• _Instructions for the task_: How does the data below read from its first line through the line containing "can be built."? Print those lines exactly.

Data extracted from a collection:
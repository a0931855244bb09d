//! Tracing setup: console logging plus optional OpenTelemetry export.
//!
//! OTLP export is **disabled by default** and must be explicitly enabled via the
//! `enable_otel_export` configuration flag. When enabled it is configured through the standard
//! OpenTelemetry environment variables:
//!
//! - `OTEL_EXPORTER_OTLP_ENDPOINT` - The OTLP endpoint URL (default `http://localhost:4318`)
//! - `OTEL_EXPORTER_OTLP_PROTOCOL` - `http/protobuf` (default) or `http/json`
//! - `OTEL_EXPORTER_OTLP_HEADERS` - Comma-separated key=value pairs; `%20` decodes to a space
//! - `OTEL_SERVICE_NAME` - Service name for resource identification (default `intake`)
//!
//! Log verbosity follows `RUST_LOG`, defaulting to `info`.

use opentelemetry::KeyValue;
use opentelemetry::trace::TracerProvider as _;
use opentelemetry_otlp::{Protocol, WithExportConfig, WithHttpConfig};
use opentelemetry_sdk::trace::SdkTracerProvider;
use std::collections::HashMap;
use std::sync::OnceLock;
use tracing::info;
use tracing_subscriber::EnvFilter;
use tracing_subscriber::layer::SubscriberExt;
use tracing_subscriber::util::SubscriberInitExt;

/// Kept so pending spans can be flushed on shutdown; `tracing-opentelemetry` only holds the tracer.
static TRACER_PROVIDER: OnceLock<SdkTracerProvider> = OnceLock::new();

/// Install the global subscriber: an `EnvFilter`, a fmt layer, and the OTLP layer when
/// `enable_otel_export` is set and the exporter can be built.
pub fn init_telemetry(enable_otel_export: bool) -> anyhow::Result<()> {
    let env_filter = EnvFilter::try_from_default_env().unwrap_or_else(|_| EnvFilter::new("info"));
    let registry = tracing_subscriber::registry().with(env_filter).with(tracing_subscriber::fmt::layer());

    if !enable_otel_export {
        registry.try_init()?;
        info!("Telemetry initialized (OTLP export disabled)");
        return Ok(());
    }

    match create_otlp_tracer() {
        Ok(tracer) => {
            registry.with(tracing_opentelemetry::layer().with_tracer(tracer)).try_init()?;
            info!("Telemetry initialized with OTLP export enabled");
        }
        Err(e) => {
            registry.try_init()?;
            info!("Telemetry initialized without OTLP export: {}", e);
        }
    }

    Ok(())
}

/// Parse `OTEL_EXPORTER_OTLP_HEADERS`-style `key=value` pairs.
fn parse_headers(raw: &str) -> HashMap<String, String> {
    raw.replace("%20", " ")
        .split(',')
        .filter_map(|pair| pair.split_once('='))
        .map(|(key, value)| (key.trim().to_string(), value.trim().to_string()))
        .filter(|(key, _)| !key.is_empty())
        .collect()
}

fn create_otlp_tracer() -> anyhow::Result<opentelemetry_sdk::trace::Tracer> {
    let service_name = std::env::var("OTEL_SERVICE_NAME").unwrap_or_else(|_| "intake".to_string());
    let endpoint = std::env::var("OTEL_EXPORTER_OTLP_ENDPOINT").unwrap_or_else(|_| "http://localhost:4318".to_string());

    eprintln!("[OTLP] Service Name: {}", service_name);
    eprintln!("[OTLP] Endpoint: {}", endpoint);

    let headers = std::env::var("OTEL_EXPORTER_OTLP_HEADERS")
        .map(|raw| parse_headers(&raw))
        .unwrap_or_default();

    let protocol = match std::env::var("OTEL_EXPORTER_OTLP_PROTOCOL").as_deref().unwrap_or("http/protobuf") {
        "http/json" => Protocol::HttpJson,
        _ => Protocol::HttpBinary,
    };

    let exporter = opentelemetry_otlp::SpanExporter::builder()
        .with_http()
        .with_endpoint(&endpoint)
        .with_protocol(protocol)
        .with_headers(headers)
        .build()?;

    let tracer_provider = SdkTracerProvider::builder()
        .with_batch_exporter(exporter)
        .with_resource(
            opentelemetry_sdk::Resource::builder()
                .with_attribute(KeyValue::new("service.name", service_name.clone()))
                .build(),
        )
        .build();

    let tracer = tracer_provider.tracer(service_name);
    let _ = TRACER_PROVIDER.set(tracer_provider);

    Ok(tracer)
}

/// Flush pending spans. Call before exit.
pub fn shutdown_telemetry() {
    if let Some(provider) = TRACER_PROVIDER.get()
        && let Err(e) = provider.shutdown()
    {
        tracing::error!("Failed to shutdown tracer provider: {}", e);
    }
}
//! # intake: family submissions for the Thanksgiving drive
//!
//! `intake` serves a single form where a family registers for the drive: a name, two
//! headcounts, an address, a phone number and an email address. Every submission goes
//! through an admission workflow that caps the drive at a fixed number of families (500 by
//! default).
//!
//! ## Admission
//!
//! For each submission the workflow ([`admission::AdmissionWorkflow`]) asks the store for the
//! exact number of stored submissions. If the drive is full the family is turned away with a
//! fixed message and nothing is written; otherwise exactly one row is inserted. Every fault
//! (an unreachable store, a rejected row, even a panic inside a store call) is caught and
//! reported with a generic "try again" message. Nothing is retried.
//!
//! By default the count and the insert are separate calls, so two submissions racing from
//! different instances can overshoot the cap by a few rows. Stores that can do better
//! evaluate both in one critical section when `admission.mode` is `atomic`.
//!
//! ## Architecture
//!
//! - [`form`]: the eight fields, input hints, numeric coercion, and the per-form controller
//!   with its submission state machine
//! - [`admission`]: the check-count-then-insert workflow and its outcome taxonomy
//! - [`store`]: the [`store::SubmissionStore`] contract with memory, PostgreSQL and PostgREST
//!   backends
//! - [`db`]: PostgreSQL repository, row model and store error type
//! - [`api`]: the HTML form page (`/`) and the JSON API (`/api/v1/submissions`)
//!
//! ## Quick Start
//!
//! ```no_run
//! use clap::Parser;
//! use intake::{Application, Config};
//!
//! #[tokio::main]
//! async fn main() -> anyhow::Result<()> {
//!     let args = intake::config::Args::parse();
//!     let config = Config::load(&args)?;
//!
//!     intake::telemetry::init_telemetry(config.enable_otel_export)?;
//!
//!     let app = Application::new(config).await?;
//!     app.serve(async {
//!         tokio::signal::ctrl_c().await.expect("Failed to listen for Ctrl+C");
//!     })
//!     .await?;
//!
//!     Ok(())
//! }
//! ```
//!
//! ## Configuration
//!
//! See the [`config`] module for configuration options.

pub mod admission;
pub mod api;
pub mod config;
pub mod db;
pub mod errors;
pub mod form;
mod openapi;
mod pages;
pub mod store;
pub mod telemetry;

#[cfg(test)]
pub mod test_utils;

use axum::{
    Json, Router,
    routing::{get, post},
};
use axum_prometheus::PrometheusMetricLayer;
use bon::Builder;
use metrics_exporter_prometheus::PrometheusHandle;
use once_cell::sync::OnceCell;
use sqlx::PgPool;
use tokio::net::TcpListener;
use tower_http::trace::{DefaultMakeSpan, DefaultOnRequest, DefaultOnResponse, TraceLayer};
use tracing::{Level, debug, info};
use utoipa::OpenApi;
use utoipa_scalar::{Scalar, Servable};

pub use config::Config;

use crate::admission::AdmissionWorkflow;
use crate::openapi::ApiDoc;

/// Application state shared across all request handlers.
///
/// ```ignore
/// let state = AppState::builder()
///     .config(config)
///     .workflow(workflow)
///     .build();
/// ```
#[derive(Clone, Builder)]
pub struct AppState {
    pub config: Config,
    pub workflow: AdmissionWorkflow,
}

/// Get the intake database migrator
pub fn migrator() -> sqlx::migrate::Migrator {
    sqlx::migrate!("./migrations")
}

/// Install the process-wide rustls crypto provider. Safe to call more than once.
pub fn install_crypto_provider() {
    let _ = rustls::crypto::aws_lc_rs::default_provider().install_default();
}

static PROMETHEUS: OnceCell<(PrometheusMetricLayer<'static>, PrometheusHandle)> = OnceCell::new();

/// The HTTP metrics layer and the handle that renders every recorded metric.
///
/// The recorder is global, so it is installed once per process.
fn prometheus() -> &'static (PrometheusMetricLayer<'static>, PrometheusHandle) {
    PROMETHEUS.get_or_init(PrometheusMetricLayer::pair)
}

/// Build the application router.
pub fn build_router(state: AppState) -> Router {
    let enable_metrics = state.config.enable_metrics;

    let api_routes = Router::new().route("/submissions", post(api::handlers::submissions::create_submission));

    let mut router = Router::new()
        .route(
            "/",
            get(api::handlers::form::show_form).post(api::handlers::form::submit_form),
        )
        .route("/healthz", get(|| async { "OK" }))
        .nest("/api/v1", api_routes)
        .with_state(state)
        .route("/api/openapi.json", get(|| async { Json(ApiDoc::openapi()) }))
        .merge(Scalar::with_url("/api/docs", ApiDoc::openapi()));

    if enable_metrics {
        let (prometheus_layer, metric_handle) = prometheus().clone();
        router = router
            .route("/internal/metrics", get(move || async move { metric_handle.render() }))
            .layer(prometheus_layer);
    }

    router.layer(
        TraceLayer::new_for_http()
            .make_span_with(DefaultMakeSpan::new().level(Level::INFO))
            .on_request(DefaultOnRequest::new().level(Level::INFO))
            .on_response(DefaultOnResponse::new().level(Level::INFO)),
    )
}

/// The HTTP server and the resources it owns.
///
/// 1. **Create**: [`Application::new`] connects the configured store (running migrations for
///    PostgreSQL) and builds the router
/// 2. **Serve**: [`Application::serve`] binds to a TCP port and starts handling requests
/// 3. **Shutdown**: when the shutdown future resolves, in-flight requests finish, the pool is
///    closed and pending spans are flushed
pub struct Application {
    router: Router,
    config: Config,
    pool: Option<PgPool>,
}

impl Application {
    /// Create a new application instance with all resources initialized
    pub async fn new(config: Config) -> anyhow::Result<Self> {
        debug!("Starting intake with configuration: {:#?}", config);

        let connected = store::connect(&config).await?;
        let workflow = AdmissionWorkflow::new(connected.store, config.admission.capacity).with_mode(config.admission.mode);
        info!(
            capacity = workflow.capacity(),
            mode = ?workflow.mode(),
            backend = workflow.store().backend(),
            "Admission workflow ready"
        );

        let mut app = Self::with_workflow(config, workflow);
        app.pool = connected.pool;
        Ok(app)
    }

    /// Create an application around an existing workflow, without connecting anything.
    pub fn with_workflow(config: Config, workflow: AdmissionWorkflow) -> Self {
        let state = AppState::builder().config(config.clone()).workflow(workflow).build();
        Self {
            router: build_router(state),
            config,
            pool: None,
        }
    }

    /// Convert application into a test server (for tests)
    #[cfg(test)]
    pub fn into_test_server(self) -> axum_test::TestServer {
        axum_test::TestServer::new(self.router.into_make_service()).expect("Failed to create test server")
    }

    /// Start serving the application
    pub async fn serve<F>(self, shutdown: F) -> anyhow::Result<()>
    where
        F: std::future::Future<Output = ()> + Send + 'static,
    {
        let bind_addr = self.config.bind_address();
        let listener = TcpListener::bind(&bind_addr).await?;
        info!(
            "Intake listening on http://{}, available at http://localhost:{}",
            bind_addr, self.config.port
        );

        axum::serve(listener, self.router.into_make_service())
            .with_graceful_shutdown(shutdown)
            .await?;

        if let Some(pool) = self.pool {
            info!("Closing database connections...");
            pool.close().await;
        }

        info!("Shutting down telemetry...");
        telemetry::shutdown_telemetry();

        Ok(())
    }
}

• _Output below_:
repository a0931855244bb09d
//! Tracing setup: console logging plus optional OpenTelemetry export.
//!
//! OTLP export is **disabled by default** and must be explicitly enabled via the
//! `enable_otel_export` configuration flag. When enabled it is configured through the standard
//! OpenTelemetry environment variables:
//!
//! - `OTEL_EXPORTER_OTLP_ENDPOINT` - The OTLP endpoint URL (default `http://localhost:4318`)
//! - `OTEL_EXPORTER_OTLP_PROTOCOL` - `http/protobuf` (default) or `http/json`
//! - `OTEL_EXPORTER_OTLP_HEADERS` - Comma-separated key=value pairs; `%20` decodes to a space
//! - `OTEL_SERVICE_NAME` - Service name for resource identification (default `intake`)
//!
//! Log verbosity follows `RUST_LOG`, defaulting to `info`.

use opentelemetry::KeyValue;
use opentelemetry::trace::TracerProvider as _;
use opentelemetry_otlp::{Protocol, WithExportConfig, WithHttpConfig};
use opentelemetry_sdk::trace::SdkTracerProvider;
use std::collections::HashMap;
use std::sync::OnceLock;
use tracing::info;
use tracing_subscriber::EnvFilter;
use tracing_subscriber::layer::SubscriberExt;
use tracing_subscriber::util::SubscriberInitExt;

/// Kept so pending spans can be flushed on shutdown; `tracing-opentelemetry` only holds the tracer.
static TRACER_PROVIDER: OnceLock<SdkTracerProvider> = OnceLock::new();

/// Install the global subscriber: an `EnvFilter`, a fmt layer, and the OTLP layer when
/// `enable_otel_export` is set and the exporter can be built.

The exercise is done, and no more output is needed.